Vendredi 20 mars, les salariés de plus de 60 ans travaillaient encore normalement, avec un risque sérieux de décès. Cette semaine, nous avons également pris connaissance des premiers cas confirmés d’employés contaminés, ce qui nous a rendus encore plus inquiets. C’est seulement le samedi 21 mars que le syndicat des travailleurs du métro a obtenu du tribunal une injonction garantissant le séjour à domicile et préservant tous les droits des travailleurs qui appartiennent aux groupes à risque (personnes âgées de 60 ans ou plus ; individus ayant de l’hypertension ; personnes cardiaques, asthmatiques et souffrant de problèmes rénaux ; fumeurs souffrant d’une déficience respiratoire et immunitaire). Le tribunal a obligé la direction du métro de São Paulo à fournir des équipements de protection individuelle adéquats, tels que masques, gants et gel hydro-alcoolisé, y compris pour les travailleurs sous-traitants.

Chez les collègues, le sentiment est que rien ne va plus et que nous sommes livrés à nous-mêmes. Si nous parlons, ils ne nous écoutent pas. S’ils nous écoutent, ils font semblant de ne pas nous comprendre. Chaque train qui passe a une odeur de mort. Et tout continue, comme si de rien n’était.

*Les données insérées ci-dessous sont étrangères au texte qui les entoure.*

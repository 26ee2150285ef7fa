//! # Core Wire Components
//!
//! Low-level message handling: header layout, encoding/decoding, and the
//! datagram codec.
//!
//! ## Components
//! - **Message**: fixed-size header plus optional DATA payload
//! - **Codec**: tokio codec for framing over UDP datagrams
//! - **Clock**: Lamport logical clock carried in every header
//!
//! ## Wire Format
//! ```text
//! [Magic(2)] [Version(1)] [Command(1)] [Sequence(4)] [SessionId(4)] [Clock(8)] [Length(4)] [Payload(N)]
//! ```
//! All integers are big-endian. Payload is present only for DATA.
//!
//! ## Security
//! - Maximum payload size: 64KB (length validated before allocation)
//! - Magic number prevents accidental misinterpretation

pub mod clock;
pub mod codec;
pub mod message;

Même avec l’absence de nombreux collègues qui restent à la maison, le métro continue de fonctionner normalement et, jusqu’à présent, la direction n’a élaboré aucun plan de réduction des services. Je pense qu’en l’état actuel, le métro ne peut garantir ni la sécurité des passagers ni celle des employés. Garder le métro ouvert dans ces conditions est irresponsable, car nous contribuons activement à la propagation du virus. Il est urgent de mettre en place un plan de réduction du trafic pour ne répondre qu’aux besoins essentiels et garantir la sécurité de tous.

Au moment où j’écris ces lignes, l’Union des travailleurs du métro de l’Etat du Minas Gerais vient d’annoncer une grève qui débutera le 23 mars. Je pense que, compte tenu de la situation actuelle, si le métro de São Paulo ne présente pas de plan d’urgence, nous devrons suivre l’exemple de nos collègues du Minas Gerais. Nous ne pouvons continuer à être un vecteur de transmission du coronavirus et ne rien faire. Nous devons assumer la responsabilité de la vie des travailleurs, nous ne pouvons ignorer la catastrophe qui s’annonce.

Note

[1] Qui ressemblent plutôt à des cages comme en témoigne l’image placée en tête de cet article (NdT).